Records from a collection
-- Opening Marker --

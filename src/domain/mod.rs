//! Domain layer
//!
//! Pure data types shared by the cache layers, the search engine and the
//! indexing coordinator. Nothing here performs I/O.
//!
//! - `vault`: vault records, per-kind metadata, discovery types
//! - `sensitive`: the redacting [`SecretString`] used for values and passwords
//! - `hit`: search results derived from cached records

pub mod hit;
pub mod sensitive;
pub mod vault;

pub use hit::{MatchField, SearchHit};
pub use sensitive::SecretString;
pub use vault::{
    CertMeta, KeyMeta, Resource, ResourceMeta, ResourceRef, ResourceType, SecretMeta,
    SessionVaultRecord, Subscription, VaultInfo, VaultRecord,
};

-- Closing Marker --
-- Opening Marker --

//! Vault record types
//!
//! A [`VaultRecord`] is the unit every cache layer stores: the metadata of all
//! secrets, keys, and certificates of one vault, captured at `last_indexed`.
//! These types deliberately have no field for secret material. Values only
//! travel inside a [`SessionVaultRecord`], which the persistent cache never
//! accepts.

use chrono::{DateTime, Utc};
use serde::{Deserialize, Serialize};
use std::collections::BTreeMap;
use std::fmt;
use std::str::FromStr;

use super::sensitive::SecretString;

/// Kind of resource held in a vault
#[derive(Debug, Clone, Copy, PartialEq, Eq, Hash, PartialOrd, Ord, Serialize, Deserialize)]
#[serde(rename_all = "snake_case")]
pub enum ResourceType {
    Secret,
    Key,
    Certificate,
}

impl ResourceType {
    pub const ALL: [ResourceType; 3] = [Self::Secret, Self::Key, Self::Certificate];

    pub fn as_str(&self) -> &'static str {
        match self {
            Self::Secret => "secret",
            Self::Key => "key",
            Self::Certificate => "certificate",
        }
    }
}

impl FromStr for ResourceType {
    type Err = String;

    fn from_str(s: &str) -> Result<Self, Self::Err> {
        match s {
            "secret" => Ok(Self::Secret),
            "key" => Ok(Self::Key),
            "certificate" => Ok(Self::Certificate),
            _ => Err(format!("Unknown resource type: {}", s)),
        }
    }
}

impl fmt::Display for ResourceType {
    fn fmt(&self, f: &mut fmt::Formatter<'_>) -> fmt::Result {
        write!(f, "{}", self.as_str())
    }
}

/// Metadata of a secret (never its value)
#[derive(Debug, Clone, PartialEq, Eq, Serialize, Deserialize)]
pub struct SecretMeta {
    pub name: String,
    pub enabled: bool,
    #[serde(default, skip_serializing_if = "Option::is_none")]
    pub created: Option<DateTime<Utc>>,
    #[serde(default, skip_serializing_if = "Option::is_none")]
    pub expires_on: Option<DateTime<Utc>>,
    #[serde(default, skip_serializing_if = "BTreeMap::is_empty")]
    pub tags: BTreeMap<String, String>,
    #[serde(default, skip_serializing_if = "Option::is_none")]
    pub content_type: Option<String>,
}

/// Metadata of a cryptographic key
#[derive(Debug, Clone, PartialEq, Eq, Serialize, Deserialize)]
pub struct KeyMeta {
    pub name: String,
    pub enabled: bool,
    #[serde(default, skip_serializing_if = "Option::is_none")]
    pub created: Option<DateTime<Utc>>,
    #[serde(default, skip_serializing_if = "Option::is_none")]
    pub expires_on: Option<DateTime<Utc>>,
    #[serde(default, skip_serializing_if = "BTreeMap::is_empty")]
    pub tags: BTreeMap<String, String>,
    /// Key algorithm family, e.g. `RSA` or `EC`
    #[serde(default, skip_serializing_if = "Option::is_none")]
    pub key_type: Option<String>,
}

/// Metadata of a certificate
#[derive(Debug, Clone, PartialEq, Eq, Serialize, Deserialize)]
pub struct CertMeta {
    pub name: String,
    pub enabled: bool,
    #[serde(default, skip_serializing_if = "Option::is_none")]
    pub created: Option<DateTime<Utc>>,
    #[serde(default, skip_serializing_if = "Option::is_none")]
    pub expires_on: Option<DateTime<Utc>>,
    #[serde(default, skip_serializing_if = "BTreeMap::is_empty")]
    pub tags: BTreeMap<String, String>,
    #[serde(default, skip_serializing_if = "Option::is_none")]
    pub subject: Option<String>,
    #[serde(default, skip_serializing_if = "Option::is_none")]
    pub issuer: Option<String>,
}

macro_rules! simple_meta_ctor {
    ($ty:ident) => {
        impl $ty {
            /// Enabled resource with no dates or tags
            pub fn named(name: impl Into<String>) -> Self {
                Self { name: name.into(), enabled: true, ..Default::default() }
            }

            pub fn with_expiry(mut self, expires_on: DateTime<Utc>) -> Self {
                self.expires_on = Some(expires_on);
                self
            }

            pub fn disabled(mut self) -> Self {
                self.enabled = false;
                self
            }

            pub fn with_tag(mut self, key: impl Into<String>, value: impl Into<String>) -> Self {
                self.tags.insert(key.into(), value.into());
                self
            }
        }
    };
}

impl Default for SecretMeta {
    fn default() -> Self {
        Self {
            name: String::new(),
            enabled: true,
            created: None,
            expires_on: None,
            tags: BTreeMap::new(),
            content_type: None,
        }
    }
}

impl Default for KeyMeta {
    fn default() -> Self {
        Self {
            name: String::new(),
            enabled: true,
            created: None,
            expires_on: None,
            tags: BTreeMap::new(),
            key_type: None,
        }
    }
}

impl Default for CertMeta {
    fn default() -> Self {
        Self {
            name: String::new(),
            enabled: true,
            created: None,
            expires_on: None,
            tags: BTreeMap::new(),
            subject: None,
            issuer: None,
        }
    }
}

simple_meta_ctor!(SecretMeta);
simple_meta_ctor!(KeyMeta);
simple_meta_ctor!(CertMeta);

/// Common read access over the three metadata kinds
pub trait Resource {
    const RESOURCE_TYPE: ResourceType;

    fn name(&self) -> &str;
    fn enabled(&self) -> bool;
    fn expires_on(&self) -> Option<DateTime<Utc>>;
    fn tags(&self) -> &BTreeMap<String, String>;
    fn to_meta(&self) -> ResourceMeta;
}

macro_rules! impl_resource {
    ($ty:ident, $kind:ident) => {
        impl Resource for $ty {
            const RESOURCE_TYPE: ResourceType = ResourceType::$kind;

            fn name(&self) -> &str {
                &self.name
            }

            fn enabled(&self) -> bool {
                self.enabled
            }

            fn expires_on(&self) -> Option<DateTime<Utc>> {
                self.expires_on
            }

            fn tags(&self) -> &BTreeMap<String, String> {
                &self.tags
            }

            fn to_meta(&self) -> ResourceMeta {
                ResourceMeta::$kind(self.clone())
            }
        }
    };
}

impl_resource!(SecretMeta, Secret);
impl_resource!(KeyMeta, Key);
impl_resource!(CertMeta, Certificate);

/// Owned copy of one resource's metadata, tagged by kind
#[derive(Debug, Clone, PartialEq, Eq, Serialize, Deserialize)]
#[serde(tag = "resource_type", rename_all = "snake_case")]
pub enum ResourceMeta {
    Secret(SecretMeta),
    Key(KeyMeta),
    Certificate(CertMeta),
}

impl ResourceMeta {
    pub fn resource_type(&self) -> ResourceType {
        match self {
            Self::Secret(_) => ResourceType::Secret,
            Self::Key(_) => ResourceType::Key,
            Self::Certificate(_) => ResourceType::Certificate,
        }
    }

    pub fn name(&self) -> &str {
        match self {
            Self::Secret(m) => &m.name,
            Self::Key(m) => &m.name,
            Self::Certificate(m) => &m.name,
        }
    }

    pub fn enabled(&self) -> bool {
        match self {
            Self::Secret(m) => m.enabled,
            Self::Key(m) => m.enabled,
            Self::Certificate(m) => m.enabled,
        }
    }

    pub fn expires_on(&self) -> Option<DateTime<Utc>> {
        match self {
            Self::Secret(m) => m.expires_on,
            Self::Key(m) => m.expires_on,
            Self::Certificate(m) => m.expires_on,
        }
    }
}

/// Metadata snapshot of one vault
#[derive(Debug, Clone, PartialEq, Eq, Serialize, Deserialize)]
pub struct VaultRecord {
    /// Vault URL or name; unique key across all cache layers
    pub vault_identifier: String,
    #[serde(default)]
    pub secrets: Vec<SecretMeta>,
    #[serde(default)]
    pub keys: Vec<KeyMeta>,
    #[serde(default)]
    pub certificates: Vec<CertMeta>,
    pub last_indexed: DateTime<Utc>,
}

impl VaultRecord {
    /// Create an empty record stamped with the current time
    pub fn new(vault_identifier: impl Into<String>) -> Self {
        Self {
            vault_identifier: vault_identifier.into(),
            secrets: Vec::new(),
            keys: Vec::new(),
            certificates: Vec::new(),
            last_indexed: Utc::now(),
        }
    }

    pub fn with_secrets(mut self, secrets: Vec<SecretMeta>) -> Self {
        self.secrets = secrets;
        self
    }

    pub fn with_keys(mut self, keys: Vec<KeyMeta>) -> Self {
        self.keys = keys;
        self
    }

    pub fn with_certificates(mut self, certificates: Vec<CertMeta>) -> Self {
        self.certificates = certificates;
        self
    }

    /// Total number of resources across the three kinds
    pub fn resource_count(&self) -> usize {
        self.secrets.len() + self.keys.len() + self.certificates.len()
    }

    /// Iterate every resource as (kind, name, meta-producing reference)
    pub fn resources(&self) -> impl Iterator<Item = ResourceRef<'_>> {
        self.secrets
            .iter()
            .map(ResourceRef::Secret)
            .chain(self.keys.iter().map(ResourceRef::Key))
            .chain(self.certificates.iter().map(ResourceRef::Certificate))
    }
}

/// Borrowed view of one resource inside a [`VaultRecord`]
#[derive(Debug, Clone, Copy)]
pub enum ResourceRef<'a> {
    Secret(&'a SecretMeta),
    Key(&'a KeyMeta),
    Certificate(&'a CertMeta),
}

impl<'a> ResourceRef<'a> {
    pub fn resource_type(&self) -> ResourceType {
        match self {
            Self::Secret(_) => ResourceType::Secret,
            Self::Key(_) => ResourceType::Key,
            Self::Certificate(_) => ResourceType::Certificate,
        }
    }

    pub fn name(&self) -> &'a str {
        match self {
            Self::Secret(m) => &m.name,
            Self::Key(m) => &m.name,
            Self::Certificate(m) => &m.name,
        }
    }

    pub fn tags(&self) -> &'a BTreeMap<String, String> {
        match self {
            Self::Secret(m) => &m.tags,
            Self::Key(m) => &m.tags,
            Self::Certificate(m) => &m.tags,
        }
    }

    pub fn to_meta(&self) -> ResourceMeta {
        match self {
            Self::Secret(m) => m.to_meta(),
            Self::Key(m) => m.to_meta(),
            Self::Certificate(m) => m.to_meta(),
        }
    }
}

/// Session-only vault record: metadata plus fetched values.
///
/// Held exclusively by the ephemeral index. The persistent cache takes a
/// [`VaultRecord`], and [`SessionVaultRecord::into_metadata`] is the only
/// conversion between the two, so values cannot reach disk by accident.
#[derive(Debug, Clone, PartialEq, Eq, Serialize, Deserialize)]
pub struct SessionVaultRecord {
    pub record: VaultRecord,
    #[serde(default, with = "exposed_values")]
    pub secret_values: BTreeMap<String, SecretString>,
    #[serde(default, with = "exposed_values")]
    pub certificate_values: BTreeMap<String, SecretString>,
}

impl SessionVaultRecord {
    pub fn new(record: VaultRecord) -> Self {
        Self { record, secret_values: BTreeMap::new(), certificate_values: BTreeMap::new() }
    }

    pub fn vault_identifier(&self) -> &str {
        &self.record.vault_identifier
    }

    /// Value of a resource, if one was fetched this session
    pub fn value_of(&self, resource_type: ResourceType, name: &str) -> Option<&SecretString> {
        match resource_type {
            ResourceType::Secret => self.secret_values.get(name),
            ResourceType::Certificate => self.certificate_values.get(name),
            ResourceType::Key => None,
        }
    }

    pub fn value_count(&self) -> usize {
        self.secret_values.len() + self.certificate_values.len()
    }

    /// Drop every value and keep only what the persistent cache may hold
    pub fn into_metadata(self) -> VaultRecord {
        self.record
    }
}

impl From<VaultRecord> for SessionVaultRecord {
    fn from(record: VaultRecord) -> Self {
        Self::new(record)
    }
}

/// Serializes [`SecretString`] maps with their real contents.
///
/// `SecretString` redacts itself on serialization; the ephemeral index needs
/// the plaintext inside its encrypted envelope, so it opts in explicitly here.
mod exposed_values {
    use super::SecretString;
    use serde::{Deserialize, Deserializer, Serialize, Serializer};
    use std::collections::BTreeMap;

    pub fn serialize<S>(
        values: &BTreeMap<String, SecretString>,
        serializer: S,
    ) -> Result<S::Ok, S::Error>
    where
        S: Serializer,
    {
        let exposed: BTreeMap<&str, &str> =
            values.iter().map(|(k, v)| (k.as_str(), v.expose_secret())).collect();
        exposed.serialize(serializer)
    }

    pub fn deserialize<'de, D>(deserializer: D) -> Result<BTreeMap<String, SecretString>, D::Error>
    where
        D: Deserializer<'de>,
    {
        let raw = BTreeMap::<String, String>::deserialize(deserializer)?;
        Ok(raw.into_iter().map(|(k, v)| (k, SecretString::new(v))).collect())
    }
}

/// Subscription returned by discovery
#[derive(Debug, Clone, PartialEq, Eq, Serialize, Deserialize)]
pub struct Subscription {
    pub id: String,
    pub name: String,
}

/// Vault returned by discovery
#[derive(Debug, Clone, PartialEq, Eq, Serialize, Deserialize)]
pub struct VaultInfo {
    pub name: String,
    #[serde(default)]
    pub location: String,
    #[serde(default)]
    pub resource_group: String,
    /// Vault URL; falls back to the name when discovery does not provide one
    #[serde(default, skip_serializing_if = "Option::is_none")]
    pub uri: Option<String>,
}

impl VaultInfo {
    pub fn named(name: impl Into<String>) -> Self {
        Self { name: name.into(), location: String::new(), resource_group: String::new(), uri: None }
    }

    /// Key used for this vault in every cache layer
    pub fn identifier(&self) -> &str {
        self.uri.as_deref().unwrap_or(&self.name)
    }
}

-- Closing Marker --

**Task details**
Among the lines above, find those with the word "every". Copy them.

**Task answer**
//! A [`VaultRecord`] is the unit every cache layer stores: the metadata of all
    /// Iterate every resource as (kind, name, meta-producing reference)
    /// Drop every value and keep only what the persistent cache may hold
    /// Key used for this vault in every cache layer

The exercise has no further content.